*WHAT TO DO:* Your answer should consist of each line from the data below that contains "false".
═══ RECORDS FOR THIS TASK
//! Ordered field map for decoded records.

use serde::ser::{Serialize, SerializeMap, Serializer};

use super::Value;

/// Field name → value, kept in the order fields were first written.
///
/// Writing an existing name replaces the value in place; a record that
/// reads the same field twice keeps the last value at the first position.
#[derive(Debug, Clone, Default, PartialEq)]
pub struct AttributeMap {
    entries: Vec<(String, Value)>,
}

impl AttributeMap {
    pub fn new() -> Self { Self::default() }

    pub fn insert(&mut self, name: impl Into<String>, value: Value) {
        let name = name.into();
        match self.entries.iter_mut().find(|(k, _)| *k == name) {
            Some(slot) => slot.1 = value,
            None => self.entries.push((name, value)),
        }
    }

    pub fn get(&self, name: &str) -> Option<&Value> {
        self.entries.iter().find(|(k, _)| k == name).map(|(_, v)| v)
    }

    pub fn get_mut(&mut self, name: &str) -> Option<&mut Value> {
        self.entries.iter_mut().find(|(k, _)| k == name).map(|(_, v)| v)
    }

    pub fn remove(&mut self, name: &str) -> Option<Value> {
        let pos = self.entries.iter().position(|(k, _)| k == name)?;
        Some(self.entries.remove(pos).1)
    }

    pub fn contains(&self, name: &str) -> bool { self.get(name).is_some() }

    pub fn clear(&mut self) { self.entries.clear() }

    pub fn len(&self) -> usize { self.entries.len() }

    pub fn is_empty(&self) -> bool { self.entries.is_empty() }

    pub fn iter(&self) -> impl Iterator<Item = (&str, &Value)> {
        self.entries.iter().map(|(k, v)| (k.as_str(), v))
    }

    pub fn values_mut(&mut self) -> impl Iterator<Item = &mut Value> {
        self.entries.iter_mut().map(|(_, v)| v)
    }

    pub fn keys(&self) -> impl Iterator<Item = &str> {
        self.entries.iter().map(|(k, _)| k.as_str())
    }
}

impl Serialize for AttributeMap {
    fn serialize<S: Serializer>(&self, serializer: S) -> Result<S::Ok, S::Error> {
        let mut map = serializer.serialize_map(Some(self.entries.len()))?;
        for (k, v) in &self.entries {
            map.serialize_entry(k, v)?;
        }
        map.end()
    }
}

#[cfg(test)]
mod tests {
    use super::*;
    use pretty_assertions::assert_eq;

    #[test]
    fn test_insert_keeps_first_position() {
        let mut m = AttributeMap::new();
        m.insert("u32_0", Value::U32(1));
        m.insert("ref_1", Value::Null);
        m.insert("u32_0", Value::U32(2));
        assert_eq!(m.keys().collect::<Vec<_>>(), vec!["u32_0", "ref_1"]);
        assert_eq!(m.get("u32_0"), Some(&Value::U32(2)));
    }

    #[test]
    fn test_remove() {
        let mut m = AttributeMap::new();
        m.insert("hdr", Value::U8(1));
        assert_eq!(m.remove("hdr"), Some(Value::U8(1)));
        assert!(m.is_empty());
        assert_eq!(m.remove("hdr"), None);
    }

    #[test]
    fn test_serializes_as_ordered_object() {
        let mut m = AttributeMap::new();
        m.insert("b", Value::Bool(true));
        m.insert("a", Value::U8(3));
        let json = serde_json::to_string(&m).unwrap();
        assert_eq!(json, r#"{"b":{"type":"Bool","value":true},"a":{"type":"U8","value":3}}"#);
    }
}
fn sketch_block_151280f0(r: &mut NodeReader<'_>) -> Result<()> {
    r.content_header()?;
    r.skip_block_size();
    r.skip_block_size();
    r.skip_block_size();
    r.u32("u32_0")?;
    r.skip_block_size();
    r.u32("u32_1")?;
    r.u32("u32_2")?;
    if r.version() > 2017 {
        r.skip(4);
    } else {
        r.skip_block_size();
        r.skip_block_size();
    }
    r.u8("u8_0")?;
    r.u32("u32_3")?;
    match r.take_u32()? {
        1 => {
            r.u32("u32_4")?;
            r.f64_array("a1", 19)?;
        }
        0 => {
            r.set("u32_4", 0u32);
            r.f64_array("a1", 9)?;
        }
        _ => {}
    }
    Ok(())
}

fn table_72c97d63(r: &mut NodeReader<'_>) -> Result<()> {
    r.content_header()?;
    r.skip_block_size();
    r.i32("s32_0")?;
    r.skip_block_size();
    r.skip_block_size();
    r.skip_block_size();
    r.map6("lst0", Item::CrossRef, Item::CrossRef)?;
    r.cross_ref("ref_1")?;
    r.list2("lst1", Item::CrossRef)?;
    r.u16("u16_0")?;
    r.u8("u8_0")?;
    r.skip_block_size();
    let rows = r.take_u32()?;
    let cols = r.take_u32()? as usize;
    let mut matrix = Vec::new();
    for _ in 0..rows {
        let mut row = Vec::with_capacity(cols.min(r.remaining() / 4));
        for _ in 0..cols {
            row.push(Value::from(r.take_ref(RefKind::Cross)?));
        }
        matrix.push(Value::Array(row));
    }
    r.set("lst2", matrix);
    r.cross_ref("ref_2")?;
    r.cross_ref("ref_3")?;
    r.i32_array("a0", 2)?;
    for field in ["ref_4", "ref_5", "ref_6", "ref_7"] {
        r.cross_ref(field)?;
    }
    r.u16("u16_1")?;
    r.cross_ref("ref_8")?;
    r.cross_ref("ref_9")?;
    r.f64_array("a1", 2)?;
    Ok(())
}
══════
═══ RECORDS FOR THIS TASK
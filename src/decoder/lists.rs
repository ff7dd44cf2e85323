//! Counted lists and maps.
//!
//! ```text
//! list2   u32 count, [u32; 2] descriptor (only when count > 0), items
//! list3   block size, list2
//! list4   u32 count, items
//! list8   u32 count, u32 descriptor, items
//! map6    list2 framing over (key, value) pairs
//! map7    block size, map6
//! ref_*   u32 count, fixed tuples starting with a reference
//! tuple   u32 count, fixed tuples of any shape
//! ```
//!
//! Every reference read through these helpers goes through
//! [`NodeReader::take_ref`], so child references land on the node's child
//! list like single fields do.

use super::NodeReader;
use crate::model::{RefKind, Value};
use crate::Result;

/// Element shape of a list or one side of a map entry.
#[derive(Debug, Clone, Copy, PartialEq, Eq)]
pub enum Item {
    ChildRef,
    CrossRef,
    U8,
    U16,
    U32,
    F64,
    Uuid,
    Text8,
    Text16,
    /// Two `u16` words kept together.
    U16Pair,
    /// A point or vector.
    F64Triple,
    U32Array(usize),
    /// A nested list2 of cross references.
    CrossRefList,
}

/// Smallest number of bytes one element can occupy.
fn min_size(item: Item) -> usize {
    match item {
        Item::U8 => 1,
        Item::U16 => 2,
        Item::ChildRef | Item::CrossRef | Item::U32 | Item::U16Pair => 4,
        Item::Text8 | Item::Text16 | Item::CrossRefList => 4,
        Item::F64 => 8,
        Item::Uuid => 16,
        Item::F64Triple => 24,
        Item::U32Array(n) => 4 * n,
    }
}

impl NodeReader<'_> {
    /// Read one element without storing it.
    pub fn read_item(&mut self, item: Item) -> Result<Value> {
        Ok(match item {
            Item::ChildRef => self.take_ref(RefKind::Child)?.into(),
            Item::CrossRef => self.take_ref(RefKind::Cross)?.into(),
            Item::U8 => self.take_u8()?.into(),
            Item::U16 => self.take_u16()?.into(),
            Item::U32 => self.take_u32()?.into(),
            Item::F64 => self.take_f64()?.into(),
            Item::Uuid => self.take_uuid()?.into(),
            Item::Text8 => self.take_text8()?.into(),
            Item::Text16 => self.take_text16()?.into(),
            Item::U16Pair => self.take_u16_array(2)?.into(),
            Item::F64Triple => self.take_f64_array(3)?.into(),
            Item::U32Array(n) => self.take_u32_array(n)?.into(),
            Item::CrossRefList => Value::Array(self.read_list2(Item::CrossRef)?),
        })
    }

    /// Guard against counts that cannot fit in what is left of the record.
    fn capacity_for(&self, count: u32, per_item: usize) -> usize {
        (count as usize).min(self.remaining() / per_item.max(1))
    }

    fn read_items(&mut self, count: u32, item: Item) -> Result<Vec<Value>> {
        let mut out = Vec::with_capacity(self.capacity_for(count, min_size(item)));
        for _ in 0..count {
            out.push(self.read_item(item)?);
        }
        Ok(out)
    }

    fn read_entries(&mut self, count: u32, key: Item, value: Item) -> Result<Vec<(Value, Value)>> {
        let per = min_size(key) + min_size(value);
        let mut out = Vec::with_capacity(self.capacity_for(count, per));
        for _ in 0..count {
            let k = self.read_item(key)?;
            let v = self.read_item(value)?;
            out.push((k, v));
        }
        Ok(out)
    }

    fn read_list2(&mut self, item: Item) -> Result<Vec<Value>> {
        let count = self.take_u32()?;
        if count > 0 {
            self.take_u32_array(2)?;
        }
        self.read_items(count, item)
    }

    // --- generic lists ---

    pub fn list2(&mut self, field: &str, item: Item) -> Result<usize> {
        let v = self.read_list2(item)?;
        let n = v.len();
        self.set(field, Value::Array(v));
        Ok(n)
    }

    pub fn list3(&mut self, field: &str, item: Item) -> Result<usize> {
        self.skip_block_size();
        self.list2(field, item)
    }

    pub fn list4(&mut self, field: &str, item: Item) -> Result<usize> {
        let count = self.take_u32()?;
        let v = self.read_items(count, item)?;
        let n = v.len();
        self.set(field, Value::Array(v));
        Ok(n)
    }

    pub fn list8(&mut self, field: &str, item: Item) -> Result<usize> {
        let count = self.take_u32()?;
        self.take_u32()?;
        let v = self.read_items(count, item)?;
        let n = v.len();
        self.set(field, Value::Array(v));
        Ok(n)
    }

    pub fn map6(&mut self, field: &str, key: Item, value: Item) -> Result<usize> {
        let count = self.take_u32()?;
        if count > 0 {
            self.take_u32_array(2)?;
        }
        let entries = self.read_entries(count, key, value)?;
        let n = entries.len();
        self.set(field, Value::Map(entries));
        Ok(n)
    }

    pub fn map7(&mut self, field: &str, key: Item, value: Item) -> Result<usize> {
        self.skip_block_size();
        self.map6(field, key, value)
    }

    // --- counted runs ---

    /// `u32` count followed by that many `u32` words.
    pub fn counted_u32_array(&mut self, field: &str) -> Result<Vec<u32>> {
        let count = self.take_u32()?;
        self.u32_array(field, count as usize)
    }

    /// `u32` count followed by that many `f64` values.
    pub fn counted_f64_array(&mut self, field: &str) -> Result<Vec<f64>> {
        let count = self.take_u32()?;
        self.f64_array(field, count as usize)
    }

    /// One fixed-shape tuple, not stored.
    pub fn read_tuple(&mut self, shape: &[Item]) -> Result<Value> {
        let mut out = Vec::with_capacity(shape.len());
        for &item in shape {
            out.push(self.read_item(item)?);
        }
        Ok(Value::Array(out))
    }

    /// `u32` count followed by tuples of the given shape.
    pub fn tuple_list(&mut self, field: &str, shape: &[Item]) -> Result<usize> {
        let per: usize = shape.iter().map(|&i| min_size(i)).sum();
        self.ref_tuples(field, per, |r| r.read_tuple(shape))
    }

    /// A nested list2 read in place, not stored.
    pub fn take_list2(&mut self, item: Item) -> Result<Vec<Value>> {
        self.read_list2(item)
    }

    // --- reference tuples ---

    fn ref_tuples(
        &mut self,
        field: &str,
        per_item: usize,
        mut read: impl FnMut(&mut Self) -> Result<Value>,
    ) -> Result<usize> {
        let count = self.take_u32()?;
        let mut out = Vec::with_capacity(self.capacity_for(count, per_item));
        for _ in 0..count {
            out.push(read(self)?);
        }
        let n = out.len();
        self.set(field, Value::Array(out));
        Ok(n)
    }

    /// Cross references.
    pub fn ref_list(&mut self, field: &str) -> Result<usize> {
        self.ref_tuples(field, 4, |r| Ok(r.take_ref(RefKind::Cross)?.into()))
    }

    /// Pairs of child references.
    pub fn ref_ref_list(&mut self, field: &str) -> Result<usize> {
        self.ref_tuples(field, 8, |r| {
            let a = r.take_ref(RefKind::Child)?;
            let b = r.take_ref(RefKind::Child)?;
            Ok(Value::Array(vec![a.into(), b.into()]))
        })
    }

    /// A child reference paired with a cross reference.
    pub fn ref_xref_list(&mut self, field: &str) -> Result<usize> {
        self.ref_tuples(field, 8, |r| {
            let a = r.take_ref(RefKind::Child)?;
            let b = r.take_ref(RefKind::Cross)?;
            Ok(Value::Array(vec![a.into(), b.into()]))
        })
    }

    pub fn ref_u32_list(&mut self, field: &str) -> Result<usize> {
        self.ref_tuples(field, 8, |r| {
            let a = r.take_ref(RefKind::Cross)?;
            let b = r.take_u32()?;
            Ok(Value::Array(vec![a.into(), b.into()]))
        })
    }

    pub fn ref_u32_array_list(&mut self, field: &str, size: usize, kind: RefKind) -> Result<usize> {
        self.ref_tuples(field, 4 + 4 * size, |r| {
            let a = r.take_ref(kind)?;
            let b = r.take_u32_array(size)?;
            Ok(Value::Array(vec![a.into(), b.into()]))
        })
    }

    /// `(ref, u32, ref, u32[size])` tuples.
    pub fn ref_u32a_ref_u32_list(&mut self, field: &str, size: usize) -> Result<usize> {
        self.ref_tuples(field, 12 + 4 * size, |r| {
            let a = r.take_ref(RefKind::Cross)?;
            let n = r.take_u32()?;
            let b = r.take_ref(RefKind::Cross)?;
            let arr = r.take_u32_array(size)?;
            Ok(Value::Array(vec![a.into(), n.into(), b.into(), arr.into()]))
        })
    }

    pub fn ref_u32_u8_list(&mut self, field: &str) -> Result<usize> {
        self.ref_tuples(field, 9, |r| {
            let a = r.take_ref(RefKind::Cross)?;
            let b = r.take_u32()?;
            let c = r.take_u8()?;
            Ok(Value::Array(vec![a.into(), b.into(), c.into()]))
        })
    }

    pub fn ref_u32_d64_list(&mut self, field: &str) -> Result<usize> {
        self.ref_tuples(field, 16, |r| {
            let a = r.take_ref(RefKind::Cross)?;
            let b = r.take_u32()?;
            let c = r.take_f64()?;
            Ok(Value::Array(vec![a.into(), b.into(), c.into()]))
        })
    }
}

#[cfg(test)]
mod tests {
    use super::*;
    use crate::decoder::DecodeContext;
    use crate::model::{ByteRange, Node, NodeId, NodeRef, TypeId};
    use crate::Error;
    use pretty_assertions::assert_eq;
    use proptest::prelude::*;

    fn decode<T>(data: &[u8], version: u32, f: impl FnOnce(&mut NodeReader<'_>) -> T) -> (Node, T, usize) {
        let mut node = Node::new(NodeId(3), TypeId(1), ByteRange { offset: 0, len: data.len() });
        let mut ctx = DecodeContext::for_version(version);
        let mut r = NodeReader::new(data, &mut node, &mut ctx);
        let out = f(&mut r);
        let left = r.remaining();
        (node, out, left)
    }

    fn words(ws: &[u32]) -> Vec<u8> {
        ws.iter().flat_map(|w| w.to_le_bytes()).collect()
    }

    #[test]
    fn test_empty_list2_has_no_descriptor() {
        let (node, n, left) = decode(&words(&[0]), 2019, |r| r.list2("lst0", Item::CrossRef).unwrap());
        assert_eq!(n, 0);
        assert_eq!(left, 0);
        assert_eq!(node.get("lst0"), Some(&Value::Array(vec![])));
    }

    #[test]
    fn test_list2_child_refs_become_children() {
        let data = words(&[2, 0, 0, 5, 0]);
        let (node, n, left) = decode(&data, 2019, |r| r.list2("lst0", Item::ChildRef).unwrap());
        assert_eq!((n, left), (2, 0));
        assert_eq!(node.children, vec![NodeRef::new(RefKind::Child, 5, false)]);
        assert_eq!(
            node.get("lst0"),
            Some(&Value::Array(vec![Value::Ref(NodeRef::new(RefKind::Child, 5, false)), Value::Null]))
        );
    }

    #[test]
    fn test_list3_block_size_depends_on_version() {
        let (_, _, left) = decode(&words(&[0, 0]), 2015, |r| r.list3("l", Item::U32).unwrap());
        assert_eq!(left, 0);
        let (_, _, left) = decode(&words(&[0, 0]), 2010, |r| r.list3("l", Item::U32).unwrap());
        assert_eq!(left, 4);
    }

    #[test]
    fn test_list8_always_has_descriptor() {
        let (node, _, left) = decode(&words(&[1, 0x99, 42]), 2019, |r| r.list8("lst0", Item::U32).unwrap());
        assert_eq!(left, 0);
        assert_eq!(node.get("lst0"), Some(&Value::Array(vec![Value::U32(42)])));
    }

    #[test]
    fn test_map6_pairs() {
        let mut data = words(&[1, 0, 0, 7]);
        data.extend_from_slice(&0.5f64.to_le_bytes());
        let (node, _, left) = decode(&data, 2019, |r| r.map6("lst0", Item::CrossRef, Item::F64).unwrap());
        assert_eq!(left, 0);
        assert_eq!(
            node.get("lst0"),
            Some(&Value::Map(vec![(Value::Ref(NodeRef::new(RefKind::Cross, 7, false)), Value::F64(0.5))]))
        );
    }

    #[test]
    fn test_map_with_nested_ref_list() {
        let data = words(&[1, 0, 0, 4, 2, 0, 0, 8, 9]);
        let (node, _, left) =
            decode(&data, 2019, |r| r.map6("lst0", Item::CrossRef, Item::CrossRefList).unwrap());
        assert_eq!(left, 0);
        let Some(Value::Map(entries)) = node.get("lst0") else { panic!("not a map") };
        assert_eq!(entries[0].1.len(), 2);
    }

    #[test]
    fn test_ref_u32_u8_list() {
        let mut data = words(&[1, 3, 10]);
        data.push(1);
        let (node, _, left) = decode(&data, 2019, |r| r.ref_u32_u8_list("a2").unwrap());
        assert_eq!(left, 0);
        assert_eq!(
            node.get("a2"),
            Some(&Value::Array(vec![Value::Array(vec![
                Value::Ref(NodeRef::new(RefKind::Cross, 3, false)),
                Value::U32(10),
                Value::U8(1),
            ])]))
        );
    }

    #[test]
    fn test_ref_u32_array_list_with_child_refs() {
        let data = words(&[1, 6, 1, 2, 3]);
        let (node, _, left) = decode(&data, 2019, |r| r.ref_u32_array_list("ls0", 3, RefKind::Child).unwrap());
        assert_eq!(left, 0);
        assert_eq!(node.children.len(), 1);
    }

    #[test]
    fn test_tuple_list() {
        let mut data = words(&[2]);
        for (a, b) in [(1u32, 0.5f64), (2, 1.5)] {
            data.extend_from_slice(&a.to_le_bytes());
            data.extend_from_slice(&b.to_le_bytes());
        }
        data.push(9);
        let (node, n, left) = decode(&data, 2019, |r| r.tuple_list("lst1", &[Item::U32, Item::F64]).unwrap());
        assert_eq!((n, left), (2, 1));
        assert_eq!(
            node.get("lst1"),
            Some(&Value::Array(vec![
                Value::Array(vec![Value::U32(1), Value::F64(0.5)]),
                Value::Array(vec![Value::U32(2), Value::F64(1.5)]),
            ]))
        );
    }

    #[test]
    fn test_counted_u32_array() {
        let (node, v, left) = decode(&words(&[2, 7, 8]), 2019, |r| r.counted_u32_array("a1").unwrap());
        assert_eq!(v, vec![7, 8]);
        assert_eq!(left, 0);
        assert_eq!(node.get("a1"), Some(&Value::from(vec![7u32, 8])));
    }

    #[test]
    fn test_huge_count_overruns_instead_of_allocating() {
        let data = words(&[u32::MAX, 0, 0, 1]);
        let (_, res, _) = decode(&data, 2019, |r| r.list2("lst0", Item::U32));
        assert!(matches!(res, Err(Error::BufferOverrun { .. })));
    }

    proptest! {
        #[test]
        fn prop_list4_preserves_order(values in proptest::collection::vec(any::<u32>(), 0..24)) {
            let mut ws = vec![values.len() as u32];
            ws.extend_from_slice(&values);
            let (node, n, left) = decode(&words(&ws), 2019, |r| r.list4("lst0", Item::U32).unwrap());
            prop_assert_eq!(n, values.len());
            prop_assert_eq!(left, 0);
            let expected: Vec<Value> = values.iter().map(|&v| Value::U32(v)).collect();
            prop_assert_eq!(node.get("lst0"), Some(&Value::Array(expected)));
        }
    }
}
══════
═══ RECORDS FOR THIS TASK
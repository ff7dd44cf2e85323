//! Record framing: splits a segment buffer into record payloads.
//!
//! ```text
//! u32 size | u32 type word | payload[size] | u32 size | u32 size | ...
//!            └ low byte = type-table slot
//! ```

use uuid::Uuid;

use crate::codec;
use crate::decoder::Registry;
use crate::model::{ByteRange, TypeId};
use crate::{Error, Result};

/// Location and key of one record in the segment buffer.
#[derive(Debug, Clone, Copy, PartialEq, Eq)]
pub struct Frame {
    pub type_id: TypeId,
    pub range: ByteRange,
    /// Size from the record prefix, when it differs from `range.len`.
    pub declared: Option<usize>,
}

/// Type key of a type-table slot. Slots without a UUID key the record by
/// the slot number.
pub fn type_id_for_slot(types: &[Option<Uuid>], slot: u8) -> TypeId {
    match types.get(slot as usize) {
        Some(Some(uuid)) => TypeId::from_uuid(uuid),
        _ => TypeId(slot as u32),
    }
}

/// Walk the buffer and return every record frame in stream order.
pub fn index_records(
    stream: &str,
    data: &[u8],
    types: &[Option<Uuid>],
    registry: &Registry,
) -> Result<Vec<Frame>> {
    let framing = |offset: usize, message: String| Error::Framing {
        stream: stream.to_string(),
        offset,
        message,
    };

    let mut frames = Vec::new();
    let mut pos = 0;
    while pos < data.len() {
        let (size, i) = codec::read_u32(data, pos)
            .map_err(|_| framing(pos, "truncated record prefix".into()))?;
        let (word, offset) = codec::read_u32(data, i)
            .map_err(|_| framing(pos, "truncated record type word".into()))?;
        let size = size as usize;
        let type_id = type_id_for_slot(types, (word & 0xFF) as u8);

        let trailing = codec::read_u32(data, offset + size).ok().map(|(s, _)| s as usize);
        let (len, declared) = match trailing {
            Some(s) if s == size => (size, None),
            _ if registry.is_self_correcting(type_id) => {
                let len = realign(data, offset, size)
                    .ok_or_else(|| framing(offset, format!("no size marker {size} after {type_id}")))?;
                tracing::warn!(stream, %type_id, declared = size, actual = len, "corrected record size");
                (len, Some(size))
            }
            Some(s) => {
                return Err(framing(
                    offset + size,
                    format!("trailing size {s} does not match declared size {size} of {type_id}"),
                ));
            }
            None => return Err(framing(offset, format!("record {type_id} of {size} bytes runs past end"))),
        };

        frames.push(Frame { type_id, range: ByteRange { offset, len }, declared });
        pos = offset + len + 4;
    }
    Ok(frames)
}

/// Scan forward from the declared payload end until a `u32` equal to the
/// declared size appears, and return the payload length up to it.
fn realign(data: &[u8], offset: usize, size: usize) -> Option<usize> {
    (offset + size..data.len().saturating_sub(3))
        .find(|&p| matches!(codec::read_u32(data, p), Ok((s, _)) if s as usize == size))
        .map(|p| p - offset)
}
══════
*ANSWER TO THIS TASK:*
        assert_eq!(node.children, vec![NodeRef::new(RefKind::Child, 5, false)]);
            Some(&Value::Array(vec![Value::Ref(NodeRef::new(RefKind::Child, 5, false)), Value::Null]))
            Some(&Value::Map(vec![(Value::Ref(NodeRef::new(RefKind::Cross, 7, false)), Value::F64(0.5))]))
                Value::Ref(NodeRef::new(RefKind::Cross, 3, false)),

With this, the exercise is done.